Friday, March 16, 2007

Body Talk I

Thursday, March 15 ~ US-64, near Farmington, New Mexico


The local NPR station broadcasts a promo for a program segment about spring allergies. They're gonna be bad, the announcer says.

Oh, I say. That's why I've been experiencing such extreme allergic symptoms recently. Sneezing. Sniffles. Scratchy throat. Itchy eyes. Off and on for several weeks. It's been beyond uncomfortable.

And then I remember.

I'm in my hotel room in San Diego last week. I've just come from Sedona, where my allergy symptoms were intense.

Juniper? Well, yes, it is the season.

But it's more complicated than that.

Actually, it's simpler.

You see, as I'm sitting in my hotel room, I remember that my symptoms act up and are at their worst either when I'm in Sedona or when I've been talking to my former wife, who lives in Sedona.

Am I allergic to her?

No, of course not.

But allergies are a function of the immune system, which is designed to kick in when it senses a threat.

Recently, as issues around my ex-wife and our separation have come up for deeper healing (see Heart Open Wide), parts of me are feeling profoundly threatened.

Although from a higher perspective, betrayal does not exist, my human-child self knows only that he has been betrayed and must not trust.

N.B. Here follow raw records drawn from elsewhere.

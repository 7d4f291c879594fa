use std::fmt::Write;

use serde::Serialize;

use crate::campaign::{self, CampaignCopy};
use crate::models::{DonorSource, DonorRow, PersonaSummary, SignalSource};
use crate::pipeline::PipelineOutput;
use crate::segment;

#[derive(Debug, Clone, Serialize)]
pub struct RunSummary {
    pub min_lifetime_gift: f64,
    pub qualified_donors: usize,
    pub estimated_pipeline_value: u64,
    pub personas: Vec<PersonaSummary>,
    pub copy: CampaignCopy,
}

/// Derives the presentation figures for one run.
///
/// Copy is generated for persona 0, as the dashboard does.
pub fn summarize_run(output: &PipelineOutput, min_lifetime_gift: f64, ask_amount: u32) -> RunSummary {
    let qualified = output.table.qualified(min_lifetime_gift).len();
    RunSummary {
        min_lifetime_gift,
        qualified_donors: qualified,
        estimated_pipeline_value: qualified as u64 * u64::from(ask_amount),
        personas: segment::summarize(&output.table),
        copy: campaign::generate_copy(0, output.urgency.value, &output.crisis, ask_amount),
    }
}

pub fn top_prospects(output: &PipelineOutput, min_lifetime_gift: f64, limit: usize) -> Vec<&DonorRow> {
    let mut prospects = output.table.qualified(min_lifetime_gift);
    prospects.sort_by(|a, b| {
        b.probability
            .unwrap_or(0.0)
            .total_cmp(&a.probability.unwrap_or(0.0))
            .then(a.record.row.cmp(&b.record.row))
    });
    prospects.truncate(limit);
    prospects
}

fn signal_label(source: SignalSource) -> &'static str {
    match source {
        SignalSource::Live => "live",
        SignalSource::Partial => "partial (one source degraded)",
        SignalSource::Offline => "offline (defaults only)",
        SignalSource::Simulated => "simulated",
    }
}

fn fmt_opt(value: Option<f64>, precision: usize) -> String {
    value.map_or_else(|| "n/a".to_string(), |v| format!("{v:.precision$}"))
}

pub fn build_report(output: &PipelineOutput, min_lifetime_gift: f64, ask_amount: u32) -> String {
    let summary = summarize_run(output, min_lifetime_gift, ask_amount);
    let mut out = String::new();

    let _ = writeln!(out, "# Crisis Donor Segmentation Report");
    let _ = writeln!(
        out,
        "Generated for {} on {} (run {})",
        output.crisis,
        output.generated_at.format("%Y-%m-%d %H:%M UTC"),
        output.run_id
    );
    let _ = writeln!(out);

    let _ = writeln!(out, "## Crisis Signals");
    let _ = writeln!(out, "- Urgency score: {:.2}", output.urgency.value);
    let _ = writeln!(out, "- Search interest: {}", output.signals.trend_magnitude);
    let _ = writeln!(
        out,
        "- Signal provenance: {}",
        signal_label(output.provenance.signals)
    );
    let donor_source = match &output.provenance.donors {
        DonorSource::File(path) => path.display().to_string(),
        DonorSource::SyntheticFallback => "synthetic fallback table".to_string(),
    };
    let _ = writeln!(out, "- Donor source: {donor_source}");
    let _ = writeln!(out);

    if output.signals.snippets.is_empty() {
        let _ = writeln!(out, "No news signals were ingested for this crisis.");
    } else {
        for snippet in output.signals.snippets.iter().take(5) {
            let _ = writeln!(out, "- {snippet}");
        }
    }

    let _ = writeln!(out);
    let _ = writeln!(out, "## Persona Mix");
    if summary.personas.is_empty() {
        let _ = writeln!(out, "No donors were segmented.");
    } else {
        for persona in &summary.personas {
            let _ = writeln!(
                out,
                "- Cluster {}: {} donors (avg age {:.1}, avg lifetime ${:.2}, avg probability {:.2})",
                persona.cluster_id,
                persona.donor_count,
                persona.avg_age,
                persona.avg_lifetime_gift,
                persona.avg_probability
            );
        }
    }

    let _ = writeln!(out);
    let _ = writeln!(out, "## Top Prospects");
    let _ = writeln!(
        out,
        "{} qualified donors above ${:.0} lifetime giving, est. pipeline value ${}",
        summary.qualified_donors, min_lifetime_gift, summary.estimated_pipeline_value
    );
    let prospects = top_prospects(output, min_lifetime_gift, 10);
    if prospects.is_empty() {
        let _ = writeln!(out, "No donors meet the giving threshold.");
    } else {
        for row in prospects {
            let _ = writeln!(
                out,
                "- Row {} (cluster {}, age {}, lifetime ${}) probability {}",
                row.record.row,
                row.cluster_id.map_or_else(|| "-".to_string(), |c| c.to_string()),
                fmt_opt(row.record.age, 0),
                fmt_opt(row.record.lifetime_gift_amount, 2),
                fmt_opt(row.probability, 2)
            );
        }
    }

    let _ = writeln!(out);
    let _ = writeln!(out, "## Suggested Campaign Copy");
    let _ = writeln!(out, "**{}**", summary.copy.headline);
    let _ = writeln!(out);
    let _ = writeln!(out, "{}", summary.copy.body);
    let _ = writeln!(out);
    let _ = writeln!(out, "{}", summary.copy.ask);
    let _ = writeln!(out);
    let _ = writeln!(out, "Social: {}", summary.copy.social_post(&output.crisis));

    out
}

#[cfg(test)]
mod tests {
    use super::*;
    use crate::models::{DonorRecord, DonorTable, Provenance, SignalBatch, SourceStatus, UrgencyScore};
    use chrono::Utc;
    use uuid::Uuid;

    fn output(rows: Vec<(f64, f64, usize)>, snippets: Vec<&str>, urgency: f64) -> PipelineOutput {
        let mut table = DonorTable::from_records(
            rows.iter()
                .enumerate()
                .map(|(i, &(lifetime, _, _))| DonorRecord {
                    row: i + 1,
                    age: Some(40.0 + i as f64),
                    lifetime_gift_amount: Some(lifetime),
                    recent_avg_gift_amount: None,
                    months_since_last_gift: None,
                    recent_response_prop: None,
                    median_household_income: None,
                    likely_donor: false,
                })
                .collect(),
        );
        for (row, &(_, p, c)) in table.rows.iter_mut().zip(rows.iter()) {
            row.probability = Some(p);
            row.cluster_id = Some(c);
        }

        PipelineOutput {
            run_id: Uuid::new_v4(),
            generated_at: Utc::now(),
            crisis: "Sudan War".to_string(),
            table,
            signals: SignalBatch {
                query: "Sudan War".to_string(),
                snippets: snippets.into_iter().map(str::to_string).collect(),
                trend_magnitude: 64,
                news_status: SourceStatus::Live,
                trend_status: SourceStatus::Live,
            },
            urgency: UrgencyScore {
                value: urgency,
                scored: 2,
                negative: 1,
            },
            provenance: Provenance {
                donors: DonorSource::SyntheticFallback,
                signals: SignalSource::Live,
            },
        }
    }

    #[test]
    fn summary_counts_qualified_donors_and_value() {
        let out = output(
            vec![(20.0, 0.1, 0), (80.0, 0.9, 1), (400.0, 0.5, 1)],
            vec![],
            0.5,
        );
        let summary = summarize_run(&out, 50.0, 50);
        assert_eq!(summary.qualified_donors, 2);
        assert_eq!(summary.estimated_pipeline_value, 100);
        assert_eq!(summary.personas.len(), 2);
        assert_eq!(summary.copy.cluster_id, 0);
    }

    #[test]
    fn prospects_sort_by_probability() {
        let out = output(
            vec![(100.0, 0.2, 0), (100.0, 0.9, 0), (10.0, 1.0, 0), (100.0, 0.5, 0)],
            vec![],
            0.5,
        );
        let rows: Vec<usize> = top_prospects(&out, 50.0, 2)
            .iter()
            .map(|r| r.record.row)
            .collect();
        assert_eq!(rows, vec![2, 4]);
    }

    #[test]
    fn report_includes_sections_and_copy() {
        let out = output(
            vec![(120.0, 0.8, 0)],
            vec!["Fighting spreads", "Aid convoy arrives"],
            0.8,
        );
        let report = build_report(&out, 50.0, 50);
        assert!(report.contains("# Crisis Donor Segmentation Report"));
        assert!(report.contains("- Urgency score: 0.80"));
        assert!(report.contains("- Fighting spreads"));
        assert!(report.contains("- Cluster 0: 1 donors"));
        assert!(report.contains("synthetic fallback table"));
        assert!(report.contains("URGENT ACTION REQUIRED: Help Sudan War Victims"));
        assert!(report.contains("#Relief #SudanWar"));
    }

    #[test]
    fn report_handles_empty_signals_and_no_prospects() {
        let out = output(vec![(5.0, 0.1, 0)], vec![], 0.5);
        let report = build_report(&out, 50.0, 50);
        assert!(report.contains("No news signals were ingested"));
        assert!(report.contains("No donors meet the giving threshold."));
    }
}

It's not safe!!! he shouts. And feeling endangered, he calls in the troops. Shields up! he cries. Defenses up!

My immune system responds, with sneezes, sniffles, itches and scratches, trying to fight off the danger, as it has done throughout my life.

As a child, my immune system was very active. I had many allergies. I had many fears. The world didn't feel safe, wasn't safe.

Today, that child is once again frightened, once again reluctant to trust.

Today, though, a new strategy is called for. A new defense.

That defense can only come from a place of love, of trust, of forgiveness...all the emotions it feels too dangerous to embrace.

It feels too dangerous. Yet that danger is an illusion. I cannot fear an illusion. I dare not.


Sitting in my San Diego hotel room, the Pacific waves thundering on the beach beyond my window, I offer a new strategy, a new defense.

I open my heart in love, I say.

I open my heart in trust.

I open my heart in forgiveness.


And, finally: It's safe to open my heart...to trust...to forgive.

The symptoms don't dissipate immediately. Many years -- lifetimes, perhaps -- of patterning must dissolve. But as my words remind me of the truth, that truth gains power in my body and in my life.

It is safe. I am safe.

I continue my drive -- deeper into New Mexico, deeper into spring, deeper into allergy season. Deeper into my heart.

Photo by Mark David Gerson: Pacific Beach, San Diego, California

2 comments:

Anonymous said...

Hello Mark David,

Strangely I have been experiencing the same symptoms this past Sunday. I was fine, then developed this dry cough, running nose, and sinus trouble. I also felt very cold at the end of the night. I'm not getting sick and it's not a cold or chest cold.

Not only that, my heat was working fine all day and then when I was going to bed decided to turn it up and now it doesn't work. I have oil heat so, I checked to make sure I still had enough oil and I do. Luckily it wasn't too cold outside and I did have a heater to run.

I do know that I had these same symtoms when I was with a particular person and things in the house did break when he was coming over one time (they were minor things). We have been apart for about 4 months and I have been getting signs yesterday evening that he is more than likely going to contact me. So, not realizing until this morning that I would have a great excuse for not seeing this person if I was not feeling well or if something had to be fixed.

Anyway, I'm not coughing as much today and decided to deal with whatever is coming my way. I am finding the humor in it but know I'll have to clear this up myself. Thanks for sharing your stories. It is a pleasure reading them.

RLK - Wisconsin

Anonymous said...

Sorry it's taken me so long to respond. My allergy symptoms went away....only to be replaced by something fluish then ear/nose/throatish. Ugh!

Well, not ugh at all. Simply my physical body clearing out lots of toxins to clear the way for what's next.

Thanks for sharing your story, too. It's great to get some additional perspectives on this blog!